Results were a mixed bag. On mature plants with fruit, all four apps could reliably tell me “this is Capsicum annuum” or “this is Capsicum chinense.” That’s the species level — useful but not exciting. Anyone who’s grown chilis for a year can eyeball a chinense leaf versus an annuum leaf. Chinense leaves are usually wider, slightly puckered, and the plants have that distinctive lazy sprawl.
Where the apps fell apart: variety-level identification. A Bhut Jolokia and a 7 Pot Brain Strain are both chinense, both wrinkly orange-red pods, and the apps just shrugged. PictureThis confidently called my Aji Charapita (Capsicum chinense, tiny round yellow pods) a “wild bird pepper” — which is technically not wrong because Charapitas grow wild in Peruvian rainforest, but it’s also not specific enough to help anyone.
What AI is actually good at, right now
The honest answer: it’s good at flagging problems, not at making fine taxonomic calls. I tested Seek on a leaf with what looked like early blossom end rot and it correctly suggested calcium deficiency as a likely cause. I uploaded a photo of one of my chinense plants showing curled, distorted new growth and Google Lens linked me to broad mite damage references within a few seconds. That kind of triage is genuinely useful, especially for newer growers who haven’t seen these problems before.
The CSIRO has been working on more specialised agricultural AI for years — see their Data61 plant phenotyping work — and the gap between consumer apps and research-grade tools is still wide. Consumer apps are trained on what people photograph in gardens and on hikes. Research tools are trained on labelled disease datasets with controlled imaging. Different jobs.
I had a conversation a few months back with a mate who works in tech consulting — his shop, Team400, builds custom AI for businesses — and he made the point that off-the-shelf models almost never solve a specific industry problem. Growers want variety-level ID. Hobbyists want pest detection. Researchers want yield prediction. Each needs its own training data. Until somebody builds a chili-specific model trained on a couple of hundred thousand labelled variety images, the apps will keep telling you your Reaper is a Jalapeño.

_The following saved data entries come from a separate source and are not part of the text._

use crate::application::monitoring::PerfReport;
use crate::application::reconcile::ReconcileOutcome;
use crate::application::session::DiffCounts;
use crate::domain::changes::{ChangeList, ChangeSetStatus};
use crate::domain::comparison::{ComparisonResult, TemplateSource};
use crate::domain::decision::PendingDecisions;
use crate::domain::diff_item::{DiffItem, Severity};
use colored::*;
use serde_json::Value;
use tabled::settings::{object::Columns, Alignment, Modify, Style};
use tabled::{Table, Tabled};

#[derive(Tabled)]
struct DiffRow {
    path: String,
    kind: String,
    expected: String,
    actual: String,
    decision: String,
}

#[derive(Tabled)]
struct SummaryRow {
    metric: String,
    value: String,
}

/// Print the diffs of a comparison, with pending decisions if any.
pub fn print_comparison(
    comparison: &ComparisonResult,
    diffs: &[&DiffItem],
    counts: &DiffCounts,
    pending: Option<&PendingDecisions>,
) {
    println!();
    println!("{}", "PAYLOADIFF COMPARISON".bold().cyan());
    let template = match &comparison.template_source {
        TemplateSource::Customer => "customer template".to_string(),
        TemplateSource::Default(id) => format!("default template '{id}'"),
    };
    println!("{} vs {}", comparison.customer_id.as_str().bold(), template.blue());
    if comparison.no_saved_payload() {
        println!("{}", "No saved payload, comparing against an empty object.".yellow());
    }
    println!();

    if comparison.is_clean() {
        println!("{}", "✓ Payload matches the template.".bold().green());
        return;
    }

    let rows: Vec<DiffRow> = diffs
        .iter()
        .map(|d| DiffRow {
            path: d.path.to_string().bold().to_string(),
            kind: colour_kind(d),
            expected: short(d.expected.as_ref()).dimmed().to_string(),
            actual: short(d.actual.as_ref()).cyan().to_string(),
            decision: pending
                .and_then(|p| p.get(&d.path))
                .map(|p| p.action.as_str().green().to_string())
                .unwrap_or_default(),
        })
        .collect();

    let table = Table::new(rows)
        .with(Style::rounded())
        .with(Modify::new(Columns::new(0..=0)).with(Alignment::left()))
        .to_string();
    println!("{table}");

    let summary_rows = vec![
        SummaryRow {
            metric: "Diffs".into(),
            value: counts.raw.to_string().bold().to_string(),
        },
        SummaryRow {
            metric: "Visible".into(),
            value: counts.visible.to_string(),
        },
        SummaryRow {
            metric: "Outstanding".into(),
            value: counts.outstanding.to_string().yellow().to_string(),
        },
    ];
    let summary_table = Table::new(summary_rows)
        .with(Style::rounded())
        .with(Modify::new(Columns::new(1..=1)).with(Alignment::right()))
        .to_string();

    println!();
    println!("{summary_table}");
    println!();
}

// ─── Outcome ─────────────────────────────────────────────────────────────────

/// Print what a reconciliation did. Returns `true` when decisions were
/// rejected, so the caller can exit non-zero.
pub fn print_outcome(outcome: &ReconcileOutcome) -> bool {
    println!(
        "{} submitted  ·  {} kept  ·  {} rejected",
        outcome.submitted.len().to_string().green().bold(),
        outcome.resolved_locally.len().to_string().bold(),
        outcome.rejected.len().to_string().red().bold(),
    );
    if !outcome.document_changed() {
        println!("{}", "Document unchanged.".italic());
    }
    for r in &outcome.rejected {
        println!("  {} {}: {}", "✗".red(), r.decision.path.to_string().bold(), r.reason);
    }
    !outcome.rejected.is_empty()
}

// ─── History ─────────────────────────────────────────────────────────────────

#[derive(Tabled)]
struct ChangeRow {
    id: String,
    status: String,
    created: String,
    applied: String,
    decisions: String,
}

pub fn print_history(list: &ChangeList) {
    if list.items.is_empty() {
        println!("{}", "No changes recorded.".italic());
        return;
    }

    let rows: Vec<ChangeRow> = list
        .items
        .iter()
        .map(|c| ChangeRow {
            id: c.id.dimmed().to_string(),
            status: match c.status {
                ChangeSetStatus::Applied => "applied".green().to_string(),
                ChangeSetStatus::Pending => "pending".yellow().to_string(),
                ChangeSetStatus::Failed => "failed".red().to_string(),
            },
            created: c.created_utc.format("%Y-%m-%d %H:%M").to_string(),
            applied: c
                .applied_utc
                .map(|t| t.format("%Y-%m-%d %H:%M").to_string())
                .unwrap_or_default(),
            decisions: c.decision_count.to_string(),
        })
        .collect();

    let table = Table::new(rows)
        .with(Style::rounded())
        .with(Modify::new(Columns::new(4..=4)).with(Alignment::right()))
        .to_string();
    println!("{table}");
    println!("  {} of {} change(s)", list.items.len(), list.total.to_string().bold());
}

// ─── Performance summary ──────────────────────────────────────────────────────

#[derive(Tabled)]
struct PerfRow {
    operation: String,
    target: String,
    items: String,
    #[tabled(rename = "time (ms)")]
    duration_ms: String,
}

/// Print a performance timing table to stdout.
pub fn print_perf_summary(report: &PerfReport) {
    if report.timings.is_empty() {
        return;
    }

    println!("{}", "PERFORMANCE".bold().cyan());

    let rows: Vec<PerfRow> = report
        .timings
        .iter()
        .map(|t| PerfRow {
            operation: if t.ok {
                t.operation.dimmed().to_string()
            } else {
                t.operation.red().to_string()
            },
            target: t.target.bold().to_string(),
            items: t.items.to_string(),
            duration_ms: format_duration(t.duration_ms),
        })
        .collect();

    let table = Table::new(rows)
        .with(Style::rounded())
        .with(Modify::new(Columns::new(2..=3)).with(Alignment::right()))
        .to_string();

    println!("{table}");

    println!(
        "  Total: {} store call(s)  ·  {} diff(s)  ·  {} ms elapsed",
        report.store_calls.to_string().bold(),
        report.total_diffs.to_string().bold(),
        format_duration(report.total_ms),
    );
    println!();
}

fn colour_kind(d: &DiffItem) -> String {
    let kind = d.kind.as_str();
    match d.severity {
        Some(Severity::Error) => kind.red().to_string(),
        Some(Severity::Warn) => kind.yellow().to_string(),
        _ => kind.to_string(),
    }
}

fn short(value: Option<&Value>) -> String {
    match value {
        None => "–".to_string(),
        Some(v) => {
            let text = v.to_string();
            if text.chars().count() > 40 {
                text.chars().take(40).collect::<String>() + "…"
            } else {
                text
            }
        }
    }
}

fn format_duration(ms: u128) -> String {
    if ms >= 1_000 {
        format!("{:.1}s", ms as f64 / 1_000.0).yellow().to_string()
    } else if ms >= 100 {
        ms.to_string().yellow().to_string()
    } else {
        ms.to_string().green().to_string()
    }
}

Where I actually use AI in the garden
Three places, honestly:
- Pest and disease triage. Snap, upload, get a second opinion. I still cross-check with the NSW DPI plant health pages before I do anything drastic.
- Translating overseas growing forums. A lot of the best chinense growing knowledge lives on Brazilian, Hungarian and Trinidadian forums. Phone translation has gotten genuinely good, and I can follow a thread on Trinidad Scorpion cultivation in something close to the original tone.
- Logging. I dictate notes into my phone after a watering session — “tray 3, two pods set on Yellow Bhut, aphids returning on Aji Lemon Drop” — and let the speech-to-text handle the rest. Saves me about twenty minutes a week.
What I don’t use it for: deciding when to harvest, deciding when to feed, deciding which seedling to cull. Those are pattern-recognition tasks I’ve built up over a decade. The app is the assistant, not the boss.
What to do with that mystery seedling
If you’ve got an unlabelled chili at the seedling stage, here’s my honest advice. Wait. Don’t trust the app at four leaves. Once flowers appear, look at the flower colour — chinense flowers tend to have a slight greenish tint, annuum flowers are stark white. Once pods set, shape and pod-pendant angle tell you almost everything. A pod hanging straight down on a wrinkly-leafed plant with greenish flowers is probably chinense. From there you can narrow further.
And if the app calls your Reaper a bell pepper, just plant it anyway. You’ll know in 90 days.